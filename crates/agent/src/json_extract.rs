//! Extracts the first well-formed JSON object embedded in free-form
//! model output. A non-greedy regex cannot do this correctly: nested
//! objects need their braces actually balanced, and braces inside
//! string literals must not count. This is a small hand-rolled scanner
//! instead, tracking brace depth and string/escape state character by
//! character.

use serde_json::Value;

/// Finds the first top-level `{...}` span in `text`, balances its
/// braces (ignoring any inside string literals), and parses it. Returns
/// `None` if no balanced object is found — callers should then treat
/// the whole response as a plain thought.
pub fn extract_first_json_object(text: &str) -> Option<Value> {
    let bytes = text.as_bytes();
    let start = text.find('{')?;

    let mut depth: i32 = 0;
    let mut in_string = false;
    let mut escaped = false;

    for (offset, &byte) in bytes[start..].iter().enumerate() {
        let ch = byte as char;

        if in_string {
            if escaped {
                escaped = false;
            } else if ch == '\\' {
                escaped = true;
            } else if ch == '"' {
                in_string = false;
            }
            continue;
        }

        match ch {
            '"' => in_string = true,
            '{' => depth += 1,
            '}' => {
                depth -= 1;
                if depth == 0 {
                    let end = start + offset + 1;
                    return serde_json::from_str(&text[start..end]).ok();
                }
            }
            _ => {}
        }
    }

    None
}

#[cfg(test)]
mod tests {
    use super::*;
    use serde_json::json;

    #[test]
    fn extracts_simple_object() {
        let text = r#"I'll write a post. {"action": "no_op"} done."#;
        assert_eq!(
            extract_first_json_object(text),
            Some(json!({"action": "no_op"}))
        );
    }

    #[test]
    fn extracts_nested_object_without_truncating() {
        let text = r#"{"action": "post_channel", "params": {"channel": "main", "text": "hi"}}"#;
        let parsed = extract_first_json_object(text).unwrap();
        assert_eq!(parsed["params"]["channel"], "main");
    }

    #[test]
    fn ignores_braces_inside_string_literals() {
        let text = r#"{"action": "write_blog_post", "params": {"title": "a { weird } title"}}"#;
        let parsed = extract_first_json_object(text).unwrap();
        assert_eq!(parsed["params"]["title"], "a { weird } title");
    }

    #[test]
    fn returns_none_for_prose_without_json() {
        let text = "I thought about the garden for a while.";
        assert_eq!(extract_first_json_object(text), None);
    }

    #[test]
    fn returns_none_for_unbalanced_braces() {
        let text = r#"{"action": "no_op""#;
        assert_eq!(extract_first_json_object(text), None);
    }

    #[test]
    fn ignores_escaped_quotes_inside_strings() {
        let text = r#"{"thought": "she said \"ok\" and left"}"#;
        let parsed = extract_first_json_object(text).unwrap();
        assert_eq!(parsed["thought"], "she said \"ok\" and left");
    }
}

########################################

* **WHAT IS EXPECTED**:
All lines of the data that hold "title" need to be copied.

* **FINISHED EXERCISE**:
        let text = r#"{"action": "write_blog_post", "params": {"title": "a { weird } title"}}"#;
        assert_eq!(parsed["params"]["title"], "a { weird } title");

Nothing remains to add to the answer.